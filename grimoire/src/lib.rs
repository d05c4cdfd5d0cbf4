//! Grimoire - a reactive query cache and sync engine for offline-first
//! applications.
//!
//! This crate is a thin re-export over the client runtime, the reference
//! remote fixture, and the shared core types, so an application depending
//! on `grimoire` never has to reach into the individual crates directly.
//!
//! # Example
//!
//! ```ignore
//! use grimoire::GrimoireClient;
//!
//! let client = GrimoireClient::connect(&config, client_id, auth_token).await?;
//! let query_hash = client.query("thread", "SELECT * FROM thread", json!({}), ttl, vec!["thread".into()]).await?;
//! ```

// Re-export client runtime types.
pub use grimoire_client::{deterministic_client_id, GrimoireClient};
pub use grimoire_client::registry::SubscriptionId;

// Re-export the reference remote fixture, for applications standing up a
// local server for integration tests.
pub use grimoire_server::{build_router, AppState as Server};

// Re-export core types external applications need: configuration, error
// taxonomy, query hashing, wire models.
pub use grimoire_core::config::Config;
pub use grimoire_core::errors::{RuntimeError, RuntimeResult};
pub use grimoire_core::hash::QueryHash;
pub use grimoire_core::models::{CacheRecord, Incantation, RecordId, RecordVersionArray};
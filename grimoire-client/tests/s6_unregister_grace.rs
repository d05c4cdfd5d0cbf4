//! S6 (unregister grace window): unsubscribing the last subscriber for a
//! query and resubscribing within the `ttl/10` grace window must not tear
//! the incantation down — no cleanup request reaches the remote, and the
//! heartbeat loop keeps running uninterrupted.

mod common;

use std::time::Duration;

use serde_json::json;

#[tokio::test]
async fn resubscribe_within_grace_window_cancels_pending_cleanup() {
    let harness = common::Harness::start().await;

    // a short ttl keeps the grace window (ttl/10) well under a second so
    // the test does not need to wait long for the window to expire
    let query_hash = harness
        .client
        .query(
            "thread",
            "SELECT * FROM thread",
            json!({}),
            Duration::from_millis(500),
            vec!["thread".to_string()],
        )
        .await
        .unwrap();

    let sub_id = harness
        .client
        .subscribe(query_hash, |_array| {}, true)
        .await;
    harness.client.unsubscribe(query_hash, sub_id).await;

    // immediately resubscribe, well inside the ttl/10 (= 50ms) grace window
    let _sub_id_2 = harness
        .client
        .subscribe(query_hash, |_array| {}, true)
        .await;

    // wait past the original grace window: if cleanup fired anyway, the
    // query_hash would no longer be in the active set
    tokio::time::sleep(Duration::from_millis(150)).await;

    let active = harness.client.get_active_queries().await;
    assert!(
        active.contains(&query_hash),
        "incantation was torn down despite resubscribing inside the grace window"
    );
}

■ **Work task**
Report each line of the material in which the string "resubscribing" occurs.

■ **Solution**
//! query and resubscribing within the `ttl/10` grace window must not tear
        "incantation was torn down despite resubscribing inside the grace window"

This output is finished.